San Diego In 2016, a medical device crashed during heart surgery after misconfigured antivirus software opened.
The surgery at an unidentified facility went off without harm, but Mike Kijewski said the incident demonstrates a clear need: cybersecurity geared specifically for medical devices.
He’s the CEO of Medcrypt, which at the end of June locked down a $1.9 million funding round to help medical device vendors build cybersecurity features directly into their products, amid rising fears of hacking and breaches.
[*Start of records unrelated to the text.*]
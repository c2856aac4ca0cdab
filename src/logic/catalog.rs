//! Legal result codes per format and winning side.

use crate::models::{MatchFormat, ResultCode, Side};

/// Result codes `winner` can win by in `format`, straight sets first.
///
/// Best of three (either variant): 2-0, 2-1. Best of five: 3-0, 3-1, 3-2.
/// Away codes are the mirror images (0-2, 1-2, ...).
pub fn codes_for(format: MatchFormat, winner: Side) -> Vec<ResultCode> {
    let needed = format.sets_to_win();
    (0..needed)
        .map(|lost| ResultCode::for_side(winner, needed, lost))
        .collect()
}

/// Whether `code` appears in the catalog for `format` (for either side).
pub fn is_legal(format: MatchFormat, code: ResultCode) -> bool {
    code.winner()
        .map(|winner| codes_for(format, winner).contains(&code))
        .unwrap_or(false)
}
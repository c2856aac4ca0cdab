//! Literal `"G-G"` score pairs used for set scores, tiebreak sub-scores and super tiebreaks.

use crate::models::error::EngineError;
use serde::{Deserialize, Serialize};
use std::fmt;
use std::str::FromStr;

/// Two point or game counts, stored in the order they were recorded.
///
/// Set scores and tiebreak sub-scores are recorded set-winner first ("6-4", "7-3").
/// A super tiebreak is recorded match-winner first.
#[derive(Clone, Copy, Debug, Eq, Hash, PartialEq, Serialize, Deserialize)]
#[serde(try_from = "String", into = "String")]
pub struct ScorePair {
    pub first: u8,
    pub second: u8,
}

impl ScorePair {
    pub const fn new(first: u8, second: u8) -> Self {
        Self { first, second }
    }

    pub fn reversed(self) -> Self {
        Self::new(self.second, self.first)
    }

    pub fn high(self) -> u8 {
        self.first.max(self.second)
    }

    pub fn low(self) -> u8 {
        self.first.min(self.second)
    }

    /// Higher count first, as a set score is stored once its winner is known.
    pub fn winner_first(self) -> Self {
        Self::new(self.high(), self.low())
    }
}

impl fmt::Display for ScorePair {
    fn fmt(&self, f: &mut fmt::Formatter<'_>) -> fmt::Result {
        write!(f, "{}-{}", self.first, self.second)
    }
}

impl FromStr for ScorePair {
    type Err = EngineError;

    fn from_str(s: &str) -> Result<Self, Self::Err> {
        parse_pair(s)
            .map(|(first, second)| Self::new(first, second))
            .ok_or_else(|| EngineError::MalformedScore(s.trim().to_string()))
    }
}

impl TryFrom<String> for ScorePair {
    type Error = EngineError;

    fn try_from(value: String) -> Result<Self, Self::Error> {
        value.parse()
    }
}

impl From<ScorePair> for String {
    fn from(score: ScorePair) -> Self {
        score.to_string()
    }
}

/// Split `"a-b"` into two small integers.
pub(crate) fn parse_pair(s: &str) -> Option<(u8, u8)> {
    let (a, b) = s.trim().split_once('-')?;
    Some((a.trim().parse().ok()?, b.trim().parse().ok()?))
}

/// Parse an optional score field. Empty input and the `none` sentinel both mean
/// "no score"; there is no separate "explicitly none" state.
pub fn parse_optional_score(s: &str) -> Result<Option<ScorePair>, EngineError> {
    let trimmed = s.trim();
    if trimmed.is_empty() || trimmed.eq_ignore_ascii_case("none") {
        return Ok(None);
    }
    trimmed.parse().map(Some)
}
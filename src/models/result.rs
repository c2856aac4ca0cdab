//! Result shapes: the editable draft, the side-based record, and the persisted layout.

use crate::models::error::{EngineError, MissingField};
use crate::models::format::{MatchFormat, ResultCode, Side};
use crate::models::matches::{MatchId, MatchInfo};
use crate::models::participants::{Identity, ParticipantId, ParticipantMode, Participants};
use crate::models::score::ScorePair;
use serde::{Deserialize, Serialize};

/// One set as it is being edited. Scores are set-winner first.
#[derive(Clone, Copy, Debug, Default, Eq, PartialEq, Serialize, Deserialize)]
pub struct SetEntry {
    pub winner: Option<Side>,
    pub score: Option<ScorePair>,
    /// Tiebreak sub-score ("7-3"), only for 7-6 sets.
    pub tiebreak: Option<ScorePair>,
}

impl SetEntry {
    pub fn won_by(winner: Side, score: ScorePair) -> Self {
        Self {
            winner: Some(winner),
            score: Some(score),
            tiebreak: None,
        }
    }
}

/// The deciding super tiebreak of the amateur format. Score is match-winner first.
#[derive(Clone, Copy, Debug, Default, Eq, PartialEq, Serialize, Deserialize)]
pub struct SuperTiebreak {
    pub score: Option<ScorePair>,
    pub winner: Option<Side>,
}

/// In-memory result while an operator fills in the form.
#[derive(Clone, Debug, Eq, PartialEq, Serialize, Deserialize)]
pub struct ResultDraft {
    pub match_id: MatchId,
    pub format: MatchFormat,
    pub participants: Participants,
    pub winner: Option<Side>,
    pub result_code: Option<ResultCode>,
    /// One entry per set the result code implies, in play order.
    pub sets: Vec<SetEntry>,
    pub super_tiebreak: Option<SuperTiebreak>,
}

impl ResultDraft {
    /// Empty draft for a match without a result.
    pub fn new(info: &MatchInfo) -> Self {
        Self {
            match_id: info.id,
            format: info.format,
            participants: info.participants.clone(),
            winner: None,
            result_code: None,
            sets: Vec::new(),
            super_tiebreak: None,
        }
    }

    pub fn set(&self, index: usize) -> Result<&SetEntry, EngineError> {
        let sets = self.sets.len();
        self.sets
            .get(index)
            .ok_or(EngineError::SetOutOfRange { index, sets })
    }

    pub fn set_mut(&mut self, index: usize) -> Result<&mut SetEntry, EngineError> {
        let sets = self.sets.len();
        self.sets
            .get_mut(index)
            .ok_or(EngineError::SetOutOfRange { index, sets })
    }
}

/// A complete result expressed in sides, before identities are attached.
#[derive(Clone, Debug, Eq, PartialEq, Serialize, Deserialize)]
pub struct MatchResultRecord {
    pub match_id: MatchId,
    pub format: MatchFormat,
    pub winner: Side,
    pub result_code: ResultCode,
    pub sets: Vec<SetEntry>,
    pub super_tiebreak: Option<SuperTiebreak>,
}

/// Identity columns for one winner field. Exactly one is filled on a valid record.
#[derive(Clone, Debug, Default, Eq, PartialEq, Serialize, Deserialize)]
pub struct IdentitySlot {
    #[serde(default)]
    pub participant_id: Option<ParticipantId>,
    #[serde(default)]
    pub team: Option<String>,
}

impl IdentitySlot {
    pub fn is_empty(&self) -> bool {
        self.participant_id.is_none() && self.team.is_none()
    }
}

impl From<Identity> for IdentitySlot {
    fn from(identity: Identity) -> Self {
        match identity {
            Identity::Participant(id) => Self {
                participant_id: Some(id),
                team: None,
            },
            Identity::Team(label) => Self {
                participant_id: None,
                team: Some(label),
            },
        }
    }
}

#[derive(Clone, Debug, Default, Eq, PartialEq, Serialize, Deserialize)]
pub struct PersistedSet {
    pub winner: IdentitySlot,
    pub score: Option<ScorePair>,
    pub tiebreak_score: Option<ScorePair>,
}

#[derive(Clone, Debug, Default, Eq, PartialEq, Serialize, Deserialize)]
pub struct PersistedSuperTiebreak {
    pub score: Option<ScorePair>,
    pub winner: IdentitySlot,
}

/// Result as handed to the store.
#[derive(Clone, Debug, Eq, PartialEq, Serialize, Deserialize)]
pub struct PersistedResult {
    pub match_id: MatchId,
    pub format: MatchFormat,
    pub participant_mode: ParticipantMode,
    pub winner: IdentitySlot,
    pub result_code: ResultCode,
    pub sets: Vec<PersistedSet>,
    pub super_tiebreak: Option<PersistedSuperTiebreak>,
}

impl PersistedResult {
    pub fn winner_id(&self) -> Result<ParticipantId, EngineError> {
        self.slot_id(&self.winner, MissingField::MatchWinner)
    }

    pub fn winner_team(&self) -> Result<&str, EngineError> {
        self.slot_team(&self.winner, MissingField::MatchWinner)
    }

    pub fn set_winner_id(&self, index: usize) -> Result<ParticipantId, EngineError> {
        self.slot_id(&self.set(index)?.winner, MissingField::SetWinner(index))
    }

    pub fn set_winner_team(&self, index: usize) -> Result<&str, EngineError> {
        self.slot_team(&self.set(index)?.winner, MissingField::SetWinner(index))
    }

    /// Match winner in whichever representation the record's mode uses.
    pub fn winner_identity(&self) -> Result<Identity, EngineError> {
        self.slot_identity(&self.winner, MissingField::MatchWinner)
    }

    pub fn set_winner_identity(&self, index: usize) -> Result<Identity, EngineError> {
        self.slot_identity(&self.set(index)?.winner, MissingField::SetWinner(index))
    }

    pub fn set(&self, index: usize) -> Result<&PersistedSet, EngineError> {
        let sets = self.sets.len();
        self.sets
            .get(index)
            .ok_or(EngineError::SetOutOfRange { index, sets })
    }

    fn expect_mode(&self, mode: ParticipantMode) -> Result<(), EngineError> {
        if self.participant_mode != mode {
            return Err(EngineError::WrongParticipantMode {
                active: self.participant_mode,
            });
        }
        Ok(())
    }

    fn slot_id(&self, slot: &IdentitySlot, missing: MissingField) -> Result<ParticipantId, EngineError> {
        self.expect_mode(ParticipantMode::Singles)?;
        slot.participant_id
            .ok_or(EngineError::IncompleteRecord(missing))
    }

    fn slot_team<'a>(
        &self,
        slot: &'a IdentitySlot,
        missing: MissingField,
    ) -> Result<&'a str, EngineError> {
        self.expect_mode(ParticipantMode::Doubles)?;
        slot.team
            .as_deref()
            .ok_or(EngineError::IncompleteRecord(missing))
    }

    pub(crate) fn slot_identity(
        &self,
        slot: &IdentitySlot,
        missing: MissingField,
    ) -> Result<Identity, EngineError> {
        match self.participant_mode {
            ParticipantMode::Singles => self.slot_id(slot, missing).map(Identity::Participant),
            ParticipantMode::Doubles => self
                .slot_team(slot, missing)
                .map(|label| Identity::Team(label.to_string())),
        }
    }
}
//! Result engine: format rules, set derivation, tiebreaks, validation and display.

mod catalog;
mod display;
mod draft;
mod format_policy;
mod import;
mod participants;
mod set_scores;
mod set_winners;
mod super_tiebreak;
mod tiebreak;
mod validator;

pub use catalog::{codes_for, is_legal};
pub use display::{score_line, score_lines};
pub use draft::{apply, emit, finalize, DraftEvent};
pub use format_policy::{set_plan, SetPlan};
pub use import::{import_results, ImportError, ImportReport};
pub use participants::{hydrate, project, resolve_slot};
pub use set_scores::{suggest_set_scores, DEFAULT_SET_SCORE};
pub use set_winners::derive_set_winners;
pub use super_tiebreak::{
    is_applicable as super_tiebreak_applicable, synchronize as synchronize_super_tiebreak,
};
pub use tiebreak::{
    is_tiebreak_set, loser_points, normalize_tiebreak, resolve_for_persistence,
    tiebreak_from_loser_points, tiebreak_set_indices, TIEBREAK_SET_SCORE,
};
pub use validator::validate;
“From a competitive landscape perspective it’s really a relatively new field. You see a lot of existing cybersecurity companies trying to find ways to apply their existing products to this problem. Sometimes this works well. Sometimes it doesn’t,” Kijewski said.
CEO: Mike Kijewski
Funding to date: $3 million
Headquarters: Solana Beach
Company description: Medcrypt helps medical device vendors build cybersecurity features directly into their products.
While he noted the software heart surgery episode, Medcrypt isn’t in the antivirus software business. In the simplest terms, it encrypts data sent to and from medical devices.
The company also remotely monitors metadata to spot abnormal device behavior. For instance, a CT machine and control system might average 1,000 communications a day, but spikes in that number and failed identification tests signal something may be awry.
At that point, Medcrypt would notify the device manufacturer.
The company’s $1.9 million round was led by Eniac Ventures, with additional backing from Sway Ventures, Nex Cubed, Oronoco Investments and Friedman BioVentures. To date, the company has brought in $3 million in funding.
The capital comes as medical devices increasingly transmit data, aiding treatment decisions and remote monitoring, but also creating cybersecurity vulnerabilities. The U.S. Food and Drug Administration in April put forward an action plan promoting improved protections, building on existing measures.
“Medical devices from insulin pumps to implantable cardiac pacemakers are becoming more interconnected, which can lead to safer, more effective technologies. However, like computers and the networks they operate in, these devices can be vulnerable to security breaches, and exploitation of a device vulnerability could threaten the health and safety of patients,” states the FDA plan.
FDA documents lay out what medical device cybersecurity measures should be in place before regulatory submissions and post-approval. These documents are in draft form, but should be finalized in the near future. That’s according to Bethany Hills, the chair of law firm Mintz Levin’s FDA practice.